しかしながら、現実には、状況はそんなには甘くないようです。米国内での新型コロナウイルスの感染拡大は一段と深刻化しています。カリフォルニア州、テキサス州、フロリダ州、及びアリゾナ州では、一部にビジネスが閉鎖され、V字回復への期待が後退しました。カリフォルニア州、テキサス州、フロリダ州、及びアリゾナ州の4つ州の人口を合わせると、約1億人で、4つの州の経済は米国全体の3分の1を占めます。したがって、感染拡大が深刻化した場合、米国全体の経済回復にとって大きなリスクとなります。

現在の所、死亡率も高くなく、医療機関も逼迫していないことから、市場はあまり懸念していないようです。
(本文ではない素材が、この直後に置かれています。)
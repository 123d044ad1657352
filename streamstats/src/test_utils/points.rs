use crate::types::PointSeed;

pub const TEST_REGION: &str = "VT";

/// Builds `count` seeds with ids `p00`, `p01`, ... spread along a line.
pub fn seeds(count: usize) -> Vec<PointSeed> {
    (0..count).map(seed).collect()
}

pub fn seed(index: usize) -> PointSeed {
    PointSeed::new(
        point_id(index),
        -72.5 + index as f64 * 0.01,
        44.0 + index as f64 * 0.01,
        TEST_REGION,
    )
}

pub fn point_id(index: usize) -> String {
    format!("p{index:02}")
}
米政府が何も発言しなくても、州政府が閉鎖し措置をすぐに講じる可能性は低いようです。しかしながら、最近の調査では、閉鎖措置を講じていなくても、消費への影響が出ているようです。したがって、新規感染者数が急増するにつれて、国民の懸念が強まった場合、状況は一段と悪化するでしょう。
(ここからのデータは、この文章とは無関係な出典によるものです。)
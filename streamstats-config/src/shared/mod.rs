//! Configuration types shared by the batch binary and the pipeline library.

mod base;
mod batch;
mod endpoints;
mod pipeline;
mod polling;

pub use base::ValidationError;
pub use batch::BatchConfig;
pub use endpoints::{BACKEND_PLACEHOLDER, Endpoint, EndpointsConfig};
pub use pipeline::PipelineConfig;
pub use polling::PollingConfig;
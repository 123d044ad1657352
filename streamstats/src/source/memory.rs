use crate::error::StreamStatsResult;
use crate::source::PointSource;
use crate::types::PointSeed;

/// Source over seeds already held in memory, for tests and embedding.
#[derive(Debug, Clone, Default)]
pub struct MemorySource {
    seeds: Vec<PointSeed>,
}

impl MemorySource {
    pub fn new(seeds: Vec<PointSeed>) -> Self {
        Self { seeds }
    }
}

impl PointSource for MemorySource {
    fn name() -> &'static str {
        "memory"
    }

    async fn load(&self) -> StreamStatsResult<Vec<PointSeed>> {
        Ok(self.seeds.clone())
    }
}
本日は、楽観的観測の後退に直接つながる要因はなく、楽観的ムードは継続するでしょう。特にフロリダ州では、月曜日と火曜日の新規感染者数が他の曜日よりも大幅に低く、週末の影響が出ているようです。

新規感染者数の改善見通しにより、本日はリスクオンの流れが加速するでしょう。しかしながら、週後半には流れが変わる可能性があります。新規感染者数増加に加え、米週次新規失業保険申請数が米国内の雇用状況を明らかにするでしょう。

一部閉鎖措置による豪ドルへの影響は限定的、しかしながら豪中銀の見解に影響する可能性

明日には、オーストラリア準備銀行の政策会合が予定されています。現行政策の据え置きが予測されていますが、ハト派寄りの見解が示される可能性があります。最近発表された経済指標は強弱混合の結果となっていますが、感染者数増加により、メルボルン市内での一部閉鎖措置に注目が集まっています。
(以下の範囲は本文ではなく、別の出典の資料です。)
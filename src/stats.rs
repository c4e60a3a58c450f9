//! Column statistics shared by the calibration and summary stages, computed with
//! polars aggregations.

use polars::prelude::{col, DataFrame, DataType, IntoLazy};
use serde::Serialize;

use crate::error::{PipelineError, Result};

/// Non-null count, mean, sample standard deviation (ddof = 1) and range of one
/// column. Statistics that are undefined for the column are `None`.
#[derive(Debug, Clone, Copy, PartialEq, Serialize)]
pub struct ColumnStats {
    pub count: usize,
    pub mean: Option<f64>,
    pub sd: Option<f64>,
    pub min: Option<f64>,
    pub max: Option<f64>,
}

impl ColumnStats {
    pub fn range(&self) -> Option<(f64, f64)> {
        Some((self.min?, self.max?))
    }

    /// True when every value is the same (or there are none).
    pub fn is_constant(&self) -> bool {
        match self.range() {
            Some((lo, hi)) => lo == hi,
            None => true,
        }
    }
}

fn scalar(frame: &DataFrame, name: &str) -> Result<Option<f64>> {
    let series = frame.column(name)?.cast(&DataType::Float64)?;
    let value = series.f64()?.into_iter().next().flatten();
    Ok(value.filter(|v| !v.is_nan()))
}

pub fn describe(df: &DataFrame, column: &str) -> Result<ColumnStats> {
    let series = df.column(column).map_err(|_| PipelineError::ColumnNotFound {
        table: "stats".to_string(),
        column: column.to_string(),
    })?;
    let count = series.len() - series.null_count();

    let aggregates = df
        .clone()
        .lazy()
        .select([
            col(column).cast(DataType::Float64).mean().alias("mean"),
            col(column).cast(DataType::Float64).std(1).alias("sd"),
            col(column).cast(DataType::Float64).min().alias("min"),
            col(column).cast(DataType::Float64).max().alias("max"),
        ])
        .collect()?;

    Ok(ColumnStats {
        count,
        mean: scalar(&aggregates, "mean")?,
        sd: if count < 2 { None } else { scalar(&aggregates, "sd")? },
        min: scalar(&aggregates, "min")?,
        max: scalar(&aggregates, "max")?,
    })
}

#[cfg(test)]
mod tests {
    use super::*;
    use approx::assert_abs_diff_eq;
    use polars::df;
    use polars::prelude::NamedFrom;

    #[test]
    fn sample_sd_uses_bessel_correction() {
        let df = df!("x" => &[2.0, 4.0, 4.0, 4.0, 5.0, 5.0, 7.0, 9.0]).unwrap();
        let stats = describe(&df, "x").unwrap();
        assert_eq!(stats.count, 8);
        assert_abs_diff_eq!(stats.mean.unwrap(), 5.0, epsilon = 1e-12);
        assert_abs_diff_eq!(stats.sd.unwrap(), (32.0f64 / 7.0).sqrt(), epsilon = 1e-12);
        assert_eq!(stats.range(), Some((2.0, 9.0)));
        assert!(!stats.is_constant());
    }

    #[test]
    fn nulls_are_skipped_and_integers_widen() {
        let df = df!("x" => &[Some(3i64), None, Some(-1), Some(8)]).unwrap();
        let stats = describe(&df, "x").unwrap();
        assert_eq!(stats.count, 3);
        assert_eq!(stats.range(), Some((-1.0, 8.0)));
    }

    #[test]
    fn degenerate_inputs() {
        let single = df!("x" => &[3.0]).unwrap();
        let stats = describe(&single, "x").unwrap();
        assert_eq!(stats.sd, None);
        assert!(stats.is_constant());

        let repeated = df!("x" => &[0.1, 0.1, 0.1]).unwrap();
        assert!(describe(&repeated, "x").unwrap().is_constant());

        assert!(matches!(
            describe(&single, "y"),
            Err(PipelineError::ColumnNotFound { .. })
        ));
    }
}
オーストラリアの第二の都市であるメルボルンでの感染者急増は、政策発表時の声明文に影響する可能性があります。オーストラリア準備銀行が、必要に応じて、追加刺激策の用意があること示した場合、豪ドル上昇の勢いが失速するでしょう。しかしながら、米ドル相場を動かす主要因は、世界のリスクの流れ、及び米中関係になるでしょう。

本日に発表される米6月ISM非製造業PMIには、市場の注目が集まるでしょう。